Physicians treating women with MRM should be aware of a long duration of perimenstrual attacks with a high risk of recurrence. Although women are more likely to report adverse events after the intake of triptans than men,²⁸ they often need to take triptans repeatedly during their perimenstrual attacks. Consequently, women with MRM are at increased risk for medication overuse. Physicians should be encouraged to prescribe preventive treatments in women with disabling perimenstrual migraine attacks to diminish duration and severity of attacks, because this may prevent the need for these women to use triptans during multiple subsequent days. In addition, physicians should consider prescribing long-acting triptans such as eletriptan or frovatriptan for the acute treatment of migraine attacks, aiming to reduce the risk of recurrence. Alternatively, long-acting nonsteroidal anti-inflammatory drugs such as etoricoxib or naproxen could be added to a triptan with a short half-life time such as sumatriptan or rizatriptan. The intake of etoricoxib or naproxen should be timed based on the expected timing of recurrence (e.g., before going to sleep if the recurrences normally are the next morning or on awakening). Short-term prophylaxis with frovatriptan or etoricoxib starting 1–2 days prior to the onset of menstruation with a maximum of 7 subsequent days should only be considered in women with pure menstrual migraine, because it can easily induce medication overuse in women who have additional attacks at other times of the cycle.

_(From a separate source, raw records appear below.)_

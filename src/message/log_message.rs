// SPDX-License-Identifier: Apache-2.0

use bitflags::bitflags;
use bytes::Bytes;
use serde::ser::SerializeMap;
use serde::{Serialize, Serializer};
use std::borrow::Cow;
use std::collections::BTreeMap;

use super::stamp::LogStamp;

/// Free-text message body
pub const MESSAGE_KEY: &str = "MESSAGE";

/// Message identifier; kmsg records store their sequence number here
pub const MSGID_KEY: &str = "MSGID";

bitflags! {
    /// Processing annotations carried alongside a message.
    #[derive(Debug, Clone, Copy, Default, PartialEq, Eq, Hash, Serialize)]
    pub struct MessageFlags: u32 {
        /// Content is expected to be UTF-8
        const UTF8 = 1 << 0;
        /// Message originated on the local host
        const LOCAL = 1 << 1;
        /// The raw record could not be parsed
        const PARSE_ERROR = 1 << 2;
    }
}

/// LogMessage is a syslog-style structured event: a priority, a timestamp,
/// flags and an open set of named byte-string values.
///
/// Values are keyed by name and setting a name that already exists replaces
/// its value. Names and values are raw bytes since kernel messages are not
/// guaranteed to be valid UTF-8.
#[derive(Debug, Clone, PartialEq, Eq, Serialize)]
pub struct LogMessage {
    /// Syslog priority, facility in bits 3 and up, level in bits 0-2
    pub priority: u16,

    /// When the event occurred; receive time until a parser sets it
    pub timestamp: LogStamp,

    pub flags: MessageFlags,

    #[serde(serialize_with = "serialize_values")]
    values: BTreeMap<Bytes, Bytes>,
}

impl LogMessage {
    /// Create an empty message stamped with the current time
    pub fn new() -> Self {
        Self::with_timestamp(LogStamp::now())
    }

    pub fn with_timestamp(timestamp: LogStamp) -> Self {
        Self {
            priority: 0,
            timestamp,
            flags: MessageFlags::empty(),
            values: BTreeMap::new(),
        }
    }

    /// Set a value, replacing any previous value with the same name.
    ///
    /// Names are byte strings like values and are stored as given.
    pub fn set_value(&mut self, name: impl AsRef<[u8]>, value: &[u8]) {
        let name = Bytes::copy_from_slice(name.as_ref());
        self.values.insert(name, Bytes::copy_from_slice(value));
    }

    pub fn value(&self, name: impl AsRef<[u8]>) -> Option<&[u8]> {
        self.values.get(name.as_ref()).map(|v| v.as_ref())
    }

    /// Get a value as text, replacing invalid UTF-8 sequences
    pub fn value_lossy(&self, name: impl AsRef<[u8]>) -> Option<Cow<'_, str>> {
        self.value(name).map(String::from_utf8_lossy)
    }

    pub fn has_value(&self, name: impl AsRef<[u8]>) -> bool {
        self.values.contains_key(name.as_ref())
    }

    /// Iterate values in name order
    pub fn values(&self) -> impl Iterator<Item = (&[u8], &[u8])> {
        self.values.iter().map(|(k, v)| (k.as_ref(), v.as_ref()))
    }

    pub fn len(&self) -> usize {
        self.values.len()
    }

    pub fn is_empty(&self) -> bool {
        self.values.is_empty()
    }

    /// The message body, if set
    pub fn message(&self) -> Option<Cow<'_, str>> {
        self.value_lossy(MESSAGE_KEY)
    }
}

impl Default for LogMessage {
    fn default() -> Self {
        Self::new()
    }
}

fn serialize_values<S>(
    values: &BTreeMap<Bytes, Bytes>,
    serializer: S,
) -> std::result::Result<S::Ok, S::Error>
where
    S: Serializer,
{
    let mut map = serializer.serialize_map(Some(values.len()))?;
    for (name, value) in values {
        map.serialize_entry(
            &String::from_utf8_lossy(name),
            &String::from_utf8_lossy(value),
        )?;
    }
    map.end()
}
// SPDX-License-Identifier: Apache-2.0

use crate::kmsg::config::{DEFAULT_PRIORITY, KmsgFormatConfig};
use clap::Args;
use serde::Deserialize;

#[derive(Debug, Args, Clone, Default, Deserialize)]
#[serde(default)]
pub struct KmsgFormatArgs {
    /// Keep each record verbatim as the message text instead of parsing it
    #[arg(long, env = "KMSG_FORMAT_NO_PARSE", default_value = "false")]
    pub kmsg_format_no_parse: bool,

    /// Priority assigned to unparsed records (0-1023, default: 13)
    #[arg(long, env = "KMSG_FORMAT_DEFAULT_PRIORITY")]
    pub kmsg_format_default_priority: Option<u16>,

    /// Mark parsed messages as originating on the local host
    #[arg(long, env = "KMSG_FORMAT_LOCAL", default_value = "false")]
    pub kmsg_format_local: bool,
}

impl KmsgFormatArgs {
    pub fn build_config(&self) -> KmsgFormatConfig {
        KmsgFormatConfig::new(self.kmsg_format_no_parse, self.kmsg_format_local)
            .with_default_priority(
                self.kmsg_format_default_priority
                    .unwrap_or(DEFAULT_PRIORITY),
            )
    }
}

The long duration of perimenstrual migraine attacks with a high risk of recurrence highlights the need to improve understanding of the role of sex hormones in the provocation of attacks in women with migraine. Ultimately, this knowledge will contribute to the development of an urgently needed female-specific prophylactic treatment intervening with sex hormones. To begin with, the potential efficacy of existing hormonal treatments, such as combined oral contraceptives, in the prevention of migraine attacks should be clarified (WHAT! Study [ClinicalTrials.gov NCT04007874]). In addition, future large-scale daily e-diary studies are needed to assess symptoms belonging to the premonitory phase in women with migraine and to determine their contribution in the prediction of an upcoming migraine attack.

Glossary

ACOG: American College of Obstetricians and Gynecologists
CI: confidence interval
CSD: cortical spreading depression
DRSP: Daily Record of Severity of Problems
DSM-IV: Diagnostic and Statistical Manual of Mental Disorders, 4th edition
ICHD-3: International Classification of Headache Disorders–3
LUMINA: Leiden University Migraine Neuro-Analysis
MRM: menstrually related migraine
OR: odds ratio
PMS: premenstrual syndrome

Appendix. Authors

Appendix.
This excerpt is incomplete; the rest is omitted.